In an interview with Alexandra Fotaki for in.gr, Varvitsiotis proposes that a clear message be sent to Turkey and that it be made clear that Europe is finally changing its stance.

When asked about Turkey’s provocation, the Deputy Foreign Minister noted that Turkey continues to behave like a turmoil in the wider region, making it clear that “our job is not to allow anyone and in any way to challenge the sovereign rights of our country.” He also said that “our neighbours should be aware that policies of gunfire and threatening rhetoric can neither be tolerated nor serve a common effort for a better future in relations between the two countries.”

He further stressed that “the response to the challenges of the Turks is not the militarisation of the crisis” and said that the Greek government is ready, at any time, to use all its diplomatic weapons to counter any Turkish challenge. “We are not afraid, we will always respond with a ‘gun’ to our rights,” he said.

When asked about immigration and how it is one of the issues Turkey is using to blackmail the EU, Varvitsiotis stressed that Greece is firmly on its feet and will react in a timely and dynamic manner to the challenges, noting that “in any case, as an active member of the European family, if necessary, it will demand the practical support of its partners and their intervention.” This is because not only Greek but also European vital interests are at stake, he said, adding: “After all, if the Union has really learned anything from the coronavirus crisis, it must respond together to the next immigration crisis.
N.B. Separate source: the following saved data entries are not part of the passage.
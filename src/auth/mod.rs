//! Authentication seam and login protection.
//!
//! The broker consumes the [`Authenticator`] trait and never cares how
//! credentials are checked. [`LocalAuthenticator`] implements it over a
//! bcrypt credential table on disk; when no table is configured the broker
//! runs with [`DisabledAuthenticator`] and binds to loopback only.
//!
//! - [`local`]: credential table + in-memory login sessions
//! - [`ratelimit`]: failed-login limiter keyed by principal and source address

mod local;
mod ratelimit;

pub use local::{AuthConfig, DisabledAuthenticator, LocalAuthenticator, UserEntry};
pub use ratelimit::RateLimiter;

use async_trait::async_trait;
use std::time::Duration;

/// Validates principal credentials and manages opaque login sessions.
///
/// Login sessions are distinct from terminal sessions: one is a browser
/// cookie, the other is a container.
#[async_trait]
pub trait Authenticator: Send + Sync {
    /// Check a username/password pair.
    async fn authenticate(&self, username: &str, password: &str) -> bool;

    /// Mint an opaque session token for an authenticated principal.
    fn create_session(&self, username: &str) -> String;

    /// Resolve a session token to its principal, if the token is valid and
    /// unexpired.
    fn validate(&self, token: &str) -> Option<String>;

    /// Remove a session token (logout).
    fn destroy_session(&self, token: &str);

    /// Drop every expired session. Returns the number removed.
    fn purge_expired(&self) -> usize;

    /// Whether a credential source is configured at all.
    fn is_enabled(&self) -> bool;

    /// Lifetime of a freshly minted session.
    fn session_ttl(&self) -> Duration;

    /// Whether the principal may use administrative endpoints.
    fn is_admin(&self, principal: &str) -> bool;
}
Because this is also collective.”

Referring to the next day of the pandemic, the Deputy Foreign Minister sends the message that in shaping the new European agenda, Greece, which emerged victorious from the great health battle against the “invisible enemy”, is called to play a new, leading role. “And that, we want and we can do,” said Varvitsiotis.
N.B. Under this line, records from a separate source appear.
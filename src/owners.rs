//! Durable session ownership map.
//!
//! Binds every session id to the principal that created it. The whole map is
//! small (hundreds of rows) and mutates only on lifecycle events, so every
//! mutation rewrites the full JSON object to a temp file in the same
//! directory and renames it over the live file. Atomic rename beats
//! fsync-per-entry bookkeeping at this size.

use std::collections::HashMap;
use std::path::PathBuf;

use anyhow::{Context, Result};
use tokio::fs as async_fs;
use tokio::io::AsyncWriteExt;
use tokio::sync::Mutex;
use tracing::{debug, warn};

/// Durable `session_id -> principal` mapping.
pub struct OwnerStore {
    path: PathBuf,
    map: Mutex<HashMap<String, String>>,
}

impl OwnerStore {
    /// Load the store from `path`, creating the parent directory if needed.
    ///
    /// A missing file starts empty; a corrupt file is reset to empty with a
    /// warning rather than refusing to boot.
    pub async fn load(path: PathBuf) -> Result<Self> {
        if let Some(parent) = path.parent() {
            async_fs::create_dir_all(parent)
                .await
                .with_context(|| format!("creating data directory {}", parent.display()))?;
        }

        let map = match async_fs::read(&path).await {
            Ok(bytes) => match serde_json::from_slice::<HashMap<String, String>>(&bytes) {
                Ok(map) => map,
                Err(e) => {
                    warn!(
                        "Ownership file {} is corrupt ({}); starting empty",
                        path.display(),
                        e
                    );
                    HashMap::new()
                }
            },
            Err(e) if e.kind() == std::io::ErrorKind::NotFound => HashMap::new(),
            Err(e) => {
                return Err(e).with_context(|| format!("reading {}", path.display()));
            }
        };

        debug!("Loaded {} ownership row(s) from {}", map.len(), path.display());
        Ok(Self {
            path,
            map: Mutex::new(map),
        })
    }

    /// Record `sid` as owned by `principal` and persist.
    pub async fn assign(&self, sid: &str, principal: &str) -> Result<()> {
        let mut map = self.map.lock().await;
        map.insert(sid.to_string(), principal.to_string());
        self.persist(&map).await
    }

    /// Remove the row for `sid` and persist. A missing row is not an error.
    pub async fn remove(&self, sid: &str) -> Result<()> {
        let mut map = self.map.lock().await;
        if map.remove(sid).is_none() {
            return Ok(());
        }
        self.persist(&map).await
    }

    /// Owner of `sid`, if recorded.
    pub async fn get(&self, sid: &str) -> Option<String> {
        self.map.lock().await.get(sid).cloned()
    }

    /// All session ids owned by `principal`.
    pub async fn list_by(&self, principal: &str) -> Vec<String> {
        let map = self.map.lock().await;
        let mut sids: Vec<String> = map
            .iter()
            .filter(|(_, owner)| owner.as_str() == principal)
            .map(|(sid, _)| sid.clone())
            .collect();
        sids.sort();
        sids
    }

    /// Number of sessions owned by `principal`.
    pub async fn count_by(&self, principal: &str) -> usize {
        self.map
            .lock()
            .await
            .values()
            .filter(|owner| owner.as_str() == principal)
            .count()
    }

    /// Every session id with an ownership row.
    pub async fn all_sids(&self) -> Vec<String> {
        self.map.lock().await.keys().cloned().collect()
    }

    /// Write the full map to a sibling temp file, then rename it over the
    /// live file.
    async fn persist(&self, map: &HashMap<String, String>) -> Result<()> {
        let json = serde_json::to_vec_pretty(map).context("serializing ownership map")?;

        let tmp_path = self.path.with_extension("json.tmp");
        let mut tmp = async_fs::File::create(&tmp_path)
            .await
            .with_context(|| format!("creating {}", tmp_path.display()))?;
        tmp.write_all(&json).await?;
        tmp.flush().await?;
        drop(tmp);

        async_fs::rename(&tmp_path, &self.path)
            .await
            .with_context(|| format!("renaming {} into place", tmp_path.display()))?;
        Ok(())
    }
}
Mapping the new debate on the future of Europe in the aftermath of the effects of the coronavirus, Varvitsiotis speaks of a crisis of solidarity and democracy, stressing that “we want Europe to emerge stronger through the teachings of the pandemic.”
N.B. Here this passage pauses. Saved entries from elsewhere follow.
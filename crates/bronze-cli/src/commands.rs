use anyhow::{Context, Result};
use tokio::runtime::Runtime;
use tracing::info;

use bronze_cli::{PipelineConfig, RunSummary, run_pipeline};
use bronze_delta::read_table;

use crate::cli::ConfigArgs;
use crate::summary::{print_preview, print_schema};

/// Config file (or defaults) with the command line flags applied on top.
pub fn resolve_config(args: &ConfigArgs) -> Result<PipelineConfig> {
    let mut config = match &args.config {
        Some(path) => PipelineConfig::from_path(path)?,
        None => PipelineConfig::default(),
    };
    if let Some(instance) = &args.instance {
        config.instance.clone_from(instance);
    }
    if let Some(mode) = args.delivery_mode {
        config.delivery_mode = mode.into();
    }
    if let Some(landing) = &args.landing {
        config.landing_path = Some(landing.clone());
    }
    if let Some(root) = &args.local_root {
        config.local_root = Some(root.clone());
    }
    if let Some(manifest) = &args.manifest {
        config.manifest = Some(manifest.clone());
    }
    Ok(config)
}

pub fn run_load(config: &PipelineConfig, dry_run: bool) -> Result<RunSummary> {
    runtime()?.block_on(run_pipeline(config, dry_run))
}

pub fn run_schema(config: &PipelineConfig) -> Result<()> {
    let definition = config.instance_definition()?;
    print_schema(&definition);
    Ok(())
}

pub fn run_preview(config: &PipelineConfig, limit: usize) -> Result<()> {
    let bronze = config.bronze_location()?;
    info!(location = %bronze, limit, "reading bronze table");
    let contents = runtime()?
        .block_on(read_table(&bronze, Some(limit)))
        .with_context(|| format!("read bronze table {bronze}"))?;
    print_preview(&contents).context("render preview")?;
    Ok(())
}

fn runtime() -> Result<Runtime> {
    tokio::runtime::Builder::new_multi_thread()
        .enable_all()
        .build()
        .context("start async runtime")
}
In particular, he clarified that Greece’s intention is to lead the fight for the preservation and promotion of democracy, the rule of law and human rights, which are at the heart of European culture. “Taking over the six-month Greek Presidency of the Council of Europe on Friday, May 15, we have focused on the preservation and promotion of democracy, the rule of law and human rights in Europe during the pandemic,” he said.

Focusing on the priorities in the economic field, Varvitsiotis proposes to stimulate the extroversion of the economy, which he considers a basic condition “if we want to achieve our goal of explosive growth in 2021.” In particular, he stressed that Europe currently needs a strong Recovery Fund, which will give generous liquidity to European economies, not with a hard-line lending logic, but in the form of grants to prevent further public debt, especially in countries such as Greece.